Eloge du rien
De l'infiniment petit à l'infiniment grand. Des liens de nos naissances à nos décadences et nos métamorphoses. Nous sommes une roche malléable, palpable, "sculptable ". L'érosion de nos organes et notre peau qui se durcit. Des plis, petites ridules aux coins des yeux. Des sillons de temps, des cicatrices. Et pourtant, cette béance dans nos sexes, cet aspirateur de songes, cette faille immense, là où plus rien n'existe, ni les couloirs dans l'espace temps, ni les chaos de nos dérives.

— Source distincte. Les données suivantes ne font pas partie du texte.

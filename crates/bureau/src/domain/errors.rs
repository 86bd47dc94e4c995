//! Domain Errors
//!
//! Error types for domain operations.

use thiserror::Error;
use uuid::Uuid;

/// Domain layer errors
#[derive(Debug, Clone, Error, PartialEq, Eq)]
pub enum DomainError {
    #[error("Entity not found: {entity_type} with id {id}")]
    NotFound { entity_type: String, id: String },

    #[error("Invalid transition for {entity_type}: {from} -> {to} ({reason})")]
    InvalidTransition {
        entity_type: String,
        from: String,
        to: String,
        reason: String,
    },

    #[error("{entity_type} {id} still has {dependents} dependent record(s)")]
    DependentsExist {
        entity_type: String,
        id: String,
        dependents: usize,
    },

    #[error("Validation failed on `{field}`: {message}")]
    ValidationFailed { field: String, message: String },

    #[error("Duplicate membership in {relation}: {key}")]
    DuplicateMembership { relation: String, key: String },

    #[error("Repository error: {0}")]
    Repository(String),
}

impl DomainError {
    pub fn not_found<T: AsRef<str>>(entity_type: T, id: Uuid) -> Self {
        Self::NotFound {
            entity_type: entity_type.as_ref().to_string(),
            id: id.to_string(),
        }
    }

    pub fn not_found_str<T: AsRef<str>>(entity_type: T, id: &str) -> Self {
        Self::NotFound {
            entity_type: entity_type.as_ref().to_string(),
            id: id.to_string(),
        }
    }

    pub fn invalid_transition(
        entity_type: impl Into<String>,
        from: impl ToString,
        to: impl ToString,
        reason: impl Into<String>,
    ) -> Self {
        Self::InvalidTransition {
            entity_type: entity_type.into(),
            from: from.to_string(),
            to: to.to_string(),
            reason: reason.into(),
        }
    }

    pub fn validation(field: impl Into<String>, message: impl Into<String>) -> Self {
        Self::ValidationFailed {
            field: field.into(),
            message: message.into(),
        }
    }

    pub fn dependents_exist(entity_type: impl Into<String>, id: Uuid, dependents: usize) -> Self {
        Self::DependentsExist {
            entity_type: entity_type.into(),
            id: id.to_string(),
            dependents,
        }
    }

    pub fn duplicate(relation: impl Into<String>, key: impl ToString) -> Self {
        Self::DuplicateMembership {
            relation: relation.into(),
            key: key.to_string(),
        }
    }
}

#[cfg(test)]
mod tests {
    use super::*;

    #[test]
    fn test_messages_carry_context() {
        let err = DomainError::validation("title", "must not be empty");
        assert_eq!(
            err.to_string(),
            "Validation failed on `title`: must not be empty"
        );

        let err = DomainError::invalid_transition("LeaveRequest", "approved", "rejected", "already decided");
        assert!(err.to_string().contains("approved -> rejected"));
    }
}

Nous n'existons pas. Dans l'univers, nous ne sommes qu'un petit point même pas visible à l'œil nu. Même ces petits points dans le ciel sont des milliards de fois plus grands que nous. L'humanité entière ne réunirait pas assez d'énergie pour une étoile, la plus petite soit-elle. Nous ne sommes même pas visibles de la lune, même pas du ciel ou du haut d'une montagne... c'est dire notre insignifiance. Qu'est ce qu'elle en a à faire la terre, cette grande déesse, de nos activités ? De nos pollutions, nos extinctions et de la fonte des glaces. Qu'est ce qu'elle en a à faire de ne plus avoir de vie, ces parasites, sur elle ? Qu'est que ça change dans le fond ? Vous voulez que je vous dise ?
Rien.
Voilà, aussi clair, aussi net et précis : RIEN
Nous n'existons pas, nous ne sommes que des petites énergies inutiles et néfastes. Absurde non?
Et pourtant, nous avons trois déesses dans la caboche.